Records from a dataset
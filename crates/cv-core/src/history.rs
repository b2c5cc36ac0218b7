//! Conversation state history record types.
//!
//! A history row records one status transition of a conversation. Rows are
//! written once and never updated; they disappear only when the owning
//! conversation is deleted.

use crate::error::{CoreError, CoreResult};
use crate::ids::{ConversationId, HistoryId};
use chrono::{DateTime, Utc};
use serde::{Deserialize, Serialize};
use serde_json::{Map, Value};
use std::fmt;
use std::str::FromStr;

/// Category of the party that caused a transition
#[derive(Debug, Clone, Copy, PartialEq, Eq, Hash, Serialize, Deserialize, Default)]
#[serde(rename_all = "lowercase")]
pub enum ActorType {
    /// End user of the conversation
    User,
    /// AI agent
    Agent,
    /// The platform itself (default)
    #[default]
    System,
    /// Human supervisor
    Supervisor,
    /// Tool invocation
    Tool,
    /// Support staff
    Support,
}

impl ActorType {
    /// Every allowed actor type, in declaration order
    pub const ALL: [ActorType; 6] = [
        ActorType::User,
        ActorType::Agent,
        ActorType::System,
        ActorType::Supervisor,
        ActorType::Tool,
        ActorType::Support,
    ];

    /// Database representation
    pub fn as_str(&self) -> &'static str {
        match self {
            ActorType::User => "user",
            ActorType::Agent => "agent",
            ActorType::System => "system",
            ActorType::Supervisor => "supervisor",
            ActorType::Tool => "tool",
            ActorType::Support => "support",
        }
    }
}

impl fmt::Display for ActorType {
    fn fmt(&self, f: &mut fmt::Formatter<'_>) -> fmt::Result {
        f.write_str(self.as_str())
    }
}

impl FromStr for ActorType {
    type Err = CoreError;

    fn from_str(s: &str) -> CoreResult<Self> {
        ActorType::ALL
            .iter()
            .copied()
            .find(|a| a.as_str() == s)
            .ok_or_else(|| CoreError::InvalidActorType {
                value: s.to_string(),
                expected: ActorType::ALL
                    .iter()
                    .map(|a| a.as_str())
                    .collect::<Vec<_>>()
                    .join(", "),
            })
    }
}

/// A transition to be appended to the history log.
///
/// `to_status` is optional here only so a missing value can be rejected by
/// the store with a not-null error; [`NewTransition::new`] always sets it.
#[derive(Debug, Clone, PartialEq, Serialize, Deserialize)]
pub struct NewTransition {
    /// Explicit identifier; generated on insert when `None`
    #[serde(default)]
    pub history_id: Option<HistoryId>,

    /// Owning conversation
    pub conv_id: ConversationId,

    /// Prior status, absent for the initial transition
    #[serde(default)]
    pub from_status: Option<String>,

    /// New status
    #[serde(default)]
    pub to_status: Option<String>,

    /// Who caused the transition
    #[serde(default)]
    pub actor_type: ActorType,

    /// Free-text actor identifier
    #[serde(default)]
    pub actor_id: Option<String>,

    /// Free-text reason
    #[serde(default)]
    pub reason: Option<String>,

    /// Arbitrary structured metadata
    #[serde(default)]
    pub metadata: Map<String, Value>,

    /// Creation time; the insert time when `None`
    #[serde(default)]
    pub created_at: Option<DateTime<Utc>>,
}

impl NewTransition {
    /// Transition of `conv_id` into `to_status`, with every optional field
    /// left at its default.
    pub fn new(conv_id: ConversationId, to_status: impl Into<String>) -> Self {
        Self {
            history_id: None,
            conv_id,
            from_status: None,
            to_status: Some(to_status.into()),
            actor_type: ActorType::default(),
            actor_id: None,
            reason: None,
            metadata: Map::new(),
            created_at: None,
        }
    }

    /// Set the prior status
    pub fn from_status(mut self, status: impl Into<String>) -> Self {
        self.from_status = Some(status.into());
        self
    }

    /// Set the actor category and optional identifier
    pub fn actor(mut self, actor_type: ActorType, actor_id: Option<String>) -> Self {
        self.actor_type = actor_type;
        self.actor_id = actor_id;
        self
    }

    /// Set the reason
    pub fn reason(mut self, reason: impl Into<String>) -> Self {
        self.reason = Some(reason.into());
        self
    }

    /// Use an explicit identifier instead of a generated one
    pub fn with_id(mut self, id: HistoryId) -> Self {
        self.history_id = Some(id);
        self
    }

    /// Add one metadata entry
    pub fn meta(mut self, key: impl Into<String>, value: Value) -> Self {
        self.metadata.insert(key.into(), value);
        self
    }

    /// Pin the creation time
    pub fn at(mut self, created_at: DateTime<Utc>) -> Self {
        self.created_at = Some(created_at);
        self
    }
}

/// A stored history row
#[derive(Debug, Clone, PartialEq, Serialize, Deserialize)]
pub struct HistoryEntry {
    /// Row identifier
    pub history_id: HistoryId,

    /// Owning conversation
    pub conv_id: ConversationId,

    /// Prior status
    pub from_status: Option<String>,

    /// New status
    pub to_status: String,

    /// Who caused the transition
    pub actor_type: ActorType,

    /// Free-text actor identifier
    pub actor_id: Option<String>,

    /// Free-text reason
    pub reason: Option<String>,

    /// Structured metadata
    pub metadata: Map<String, Value>,

    /// When the row was written
    pub created_at: DateTime<Utc>,
}

impl HistoryEntry {
    /// Returns `true` for the first transition of a conversation
    pub fn is_initial(&self) -> bool {
        self.from_status.is_none()
    }
}

#[cfg(test)]
mod tests {
    use super::*;

    #[test]
    fn test_actor_type_default_is_system() {
        assert_eq!(ActorType::default(), ActorType::System);
    }

    #[test]
    fn test_actor_type_parse_roundtrip() {
        for actor in ActorType::ALL {
            assert_eq!(actor.as_str().parse::<ActorType>().unwrap(), actor);
        }
    }

    #[test]
    fn test_actor_type_parse_rejects_unknown() {
        let err = "robot".parse::<ActorType>().unwrap_err();
        let msg = err.to_string();
        assert!(msg.contains("robot"));
        assert!(msg.contains("user, agent, system, supervisor, tool, support"));
    }

    #[test]
    fn test_actor_type_serde_lowercase() {
        assert_eq!(
            serde_json::to_string(&ActorType::Supervisor).unwrap(),
            r#""supervisor""#
        );
    }

    #[test]
    fn test_new_transition_defaults() {
        let t = NewTransition::new(ConversationId::new("c1"), "active");
        assert_eq!(t.to_status.as_deref(), Some("active"));
        assert!(t.history_id.is_none());
        assert!(t.from_status.is_none());
        assert_eq!(t.actor_type, ActorType::System);
        assert!(t.metadata.is_empty());
        assert!(t.created_at.is_none());
    }

    #[test]
    fn test_new_transition_builder() {
        let t = NewTransition::new(ConversationId::new("c1"), "escalated")
            .from_status("active")
            .actor(ActorType::Agent, Some("triage-bot".to_string()))
            .reason("customer asked for a human")
            .meta("priority", Value::from(2))
            .with_id(HistoryId::new("custom-id"));

        assert_eq!(t.from_status.as_deref(), Some("active"));
        assert_eq!(t.actor_type, ActorType::Agent);
        assert_eq!(t.actor_id.as_deref(), Some("triage-bot"));
        assert_eq!(t.metadata.get("priority"), Some(&Value::from(2)));
        assert_eq!(t.history_id.as_ref().map(|h| h.as_str()), Some("custom-id"));
    }

    #[test]
    fn test_new_transition_deserializes_with_defaults() {
        let t: NewTransition =
            serde_json::from_str(r#"{"conv_id": "c1", "to_status": "closed"}"#).unwrap();
        assert_eq!(t.actor_type, ActorType::System);
        assert!(t.metadata.is_empty());
    }
}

WHAT THIS TASK INVOLVES:
Write an exact transcription of every entry above.

YOUR SOLUTION:
filename crates/cv-core/src/history.rs
repository b2c5cc36ac0218b7
//! Conversation state history record types.
//!
//! A history row records one status transition of a conversation. Rows are
//! written once and never updated; they disappear only when the owning
//! conversation is deleted.

use crate::error::{CoreError, CoreResult};
use crate::ids::{ConversationId, HistoryId};
use chrono::{DateTime, Utc};
use serde::{Deserialize, Serialize};
use serde_json::{Map, Value};
use std::fmt;
use std::str::FromStr;

/// Category of the party that caused a transition
#[derive(Debug, Clone, Copy, PartialEq, Eq, Hash, Serialize, Deserialize, Default)]
#[serde(rename_all = "lowercase")]
pub enum ActorType {
    /// End user of the conversation
    User,
    /// AI agent
    Agent,
    /// The platform itself (default)
    #[default]
    System,
    /// Human supervisor
    Supervisor,
    /// Tool invocation
    Tool,
    /// Support staff
    Support,
}

impl ActorType {
    /// Every allowed actor type, in declaration order
    pub const ALL: [ActorType; 6] = [
        ActorType::User,
        ActorType::Agent,
        ActorType::System,
        ActorType::Supervisor,
        ActorType::Tool,
        ActorType::Support,
    ];

    /// Database representation
    pub fn as_str(&self) -> &'static str {
        match self {
            ActorType::User => "user",
            ActorType::Agent => "agent",
            ActorType::System => "system",
            ActorType::Supervisor => "supervisor",
            ActorType::Tool => "tool",
            ActorType::Support => "support",
        }
    }
}

impl fmt::Display for ActorType {
    fn fmt(&self, f: &mut fmt::Formatter<'_>) -> fmt::Result {
        f.write_str(self.as_str())
    }
}

impl FromStr for ActorType {
    type Err = CoreError;

    fn from_str(s: &str) -> CoreResult<Self> {
        ActorType::ALL
            .iter()
            .copied()
            .find(|a| a.as_str() == s)
            .ok_or_else(|| CoreError::InvalidActorType {
                value: s.to_string(),
                expected: ActorType::ALL
                    .iter()
                    .map(|a| a.as_str())
                    .collect::<Vec<_>>()
                    .join(", "),
            })
    }
}

/// A transition to be appended to the history log.
///
/// `to_status` is optional here only so a missing value can be rejected by
/// the store with a not-null error; [`NewTransition::new`] always sets it.
#[derive(Debug, Clone, PartialEq, Serialize, Deserialize)]
pub struct NewTransition {
    /// Explicit identifier; generated on insert when `None`
    #[serde(default)]
    pub history_id: Option<HistoryId>,

    /// Owning conversation
    pub conv_id: ConversationId,

    /// Prior status, absent for the initial transition
    #[serde(default)]
    pub from_status: Option<String>,

    /// New status
    #[serde(default)]
    pub to_status: Option<String>,

    /// Who caused the transition
    #[serde(default)]
    pub actor_type: ActorType,

    /// Free-text actor identifier
    #[serde(default)]
    pub actor_id: Option<String>,

    /// Free-text reason
    #[serde(default)]
    pub reason: Option<String>,

    /// Arbitrary structured metadata
    #[serde(default)]
    pub metadata: Map<String, Value>,

    /// Creation time; the insert time when `None`
    #[serde(default)]
    pub created_at: Option<DateTime<Utc>>,
}

impl NewTransition {
    /// Transition of `conv_id` into `to_status`, with every optional field
    /// left at its default.
    pub fn new(conv_id: ConversationId, to_status: impl Into<String>) -> Self {
        Self {
            history_id: None,
            conv_id,
            from_status: None,
            to_status: Some(to_status.into()),
            actor_type: ActorType::default(),
            actor_id: None,
            reason: None,
            metadata: Map::new(),
            created_at: None,
        }
    }

    /// Set the prior status
    pub fn from_status(mut self, status: impl Into<String>) -> Self {
        self.from_status = Some(status.into());
        self
    }

    /// Set the actor category and optional identifier
    pub fn actor(mut self, actor_type: ActorType, actor_id: Option<String>) -> Self {
        self.actor_type = actor_type;
        self.actor_id = actor_id;
        self
    }

    /// Set the reason
    pub fn reason(mut self, reason: impl Into<String>) -> Self {
        self.reason = Some(reason.into());
        self
    }

    /// Use an explicit identifier instead of a generated one
    pub fn with_id(mut self, id: HistoryId) -> Self {
        self.history_id = Some(id);
        self
    }

    /// Add one metadata entry
    pub fn meta(mut self, key: impl Into<String>, value: Value) -> Self {
        self.metadata.insert(key.into(), value);
        self
    }

    /// Pin the creation time
    pub fn at(mut self, created_at: DateTime<Utc>) -> Self {
        self.created_at = Some(created_at);
        self
    }
}

/// A stored history row
#[derive(Debug, Clone, PartialEq, Serialize, Deserialize)]
pub struct HistoryEntry {
    /// Row identifier
    pub history_id: HistoryId,

    /// Owning conversation
    pub conv_id: ConversationId,

    /// Prior status
    pub from_status: Option<String>,

    /// New status
    pub to_status: String,

    /// Who caused the transition
    pub actor_type: ActorType,

    /// Free-text actor identifier
    pub actor_id: Option<String>,

    /// Free-text reason
    pub reason: Option<String>,

    /// Structured metadata
    pub metadata: Map<String, Value>,

    /// When the row was written
    pub created_at: DateTime<Utc>,
}

impl HistoryEntry {
    /// Returns `true` for the first transition of a conversation
    pub fn is_initial(&self) -> bool {
        self.from_status.is_none()
    }
}

#[cfg(test)]
mod tests {
    use super::*;

    #[test]
    fn test_actor_type_default_is_system() {
        assert_eq!(ActorType::default(), ActorType::System);
    }

    #[test]
    fn test_actor_type_parse_roundtrip() {
        for actor in ActorType::ALL {
            assert_eq!(actor.as_str().parse::<ActorType>().unwrap(), actor);
        }
    }

    #[test]
    fn test_actor_type_parse_rejects_unknown() {
        let err = "robot".parse::<ActorType>().unwrap_err();
        let msg = err.to_string();
        assert!(msg.contains("robot"));
        assert!(msg.contains("user, agent, system, supervisor, tool, support"));
    }

    #[test]
    fn test_actor_type_serde_lowercase() {
        assert_eq!(
            serde_json::to_string(&ActorType::Supervisor).unwrap(),
            r#""supervisor""#
        );
    }

    #[test]
    fn test_new_transition_defaults() {
        let t = NewTransition::new(ConversationId::new("c1"), "active");
        assert_eq!(t.to_status.as_deref(), Some("active"));
        assert!(t.history_id.is_none());
        assert!(t.from_status.is_none());
        assert_eq!(t.actor_type, ActorType::System);
        assert!(t.metadata.is_empty());
        assert!(t.created_at.is_none());
    }

    #[test]
    fn test_new_transition_builder() {
        let t = NewTransition::new(ConversationId::new("c1"), "escalated")
            .from_status("active")
            .actor(ActorType::Agent, Some("triage-bot".to_string()))
            .reason("customer asked for a human")
            .meta("priority", Value::from(2))
            .with_id(HistoryId::new("custom-id"));

        assert_eq!(t.from_status.as_deref(), Some("active"));
        assert_eq!(t.actor_type, ActorType::Agent);
        assert_eq!(t.actor_id.as_deref(), Some("triage-bot"));
        assert_eq!(t.metadata.get("priority"), Some(&Value::from(2)));
        assert_eq!(t.history_id.as_ref().map(|h| h.as_str()), Some("custom-id"));
    }

    #[test]
    fn test_new_transition_deserializes_with_defaults() {
        let t: NewTransition =
            serde_json::from_str(r#"{"conv_id": "c1", "to_status": "closed"}"#).unwrap();
        assert_eq!(t.actor_type, ActorType::System);
        assert!(t.metadata.is_empty());
    }
}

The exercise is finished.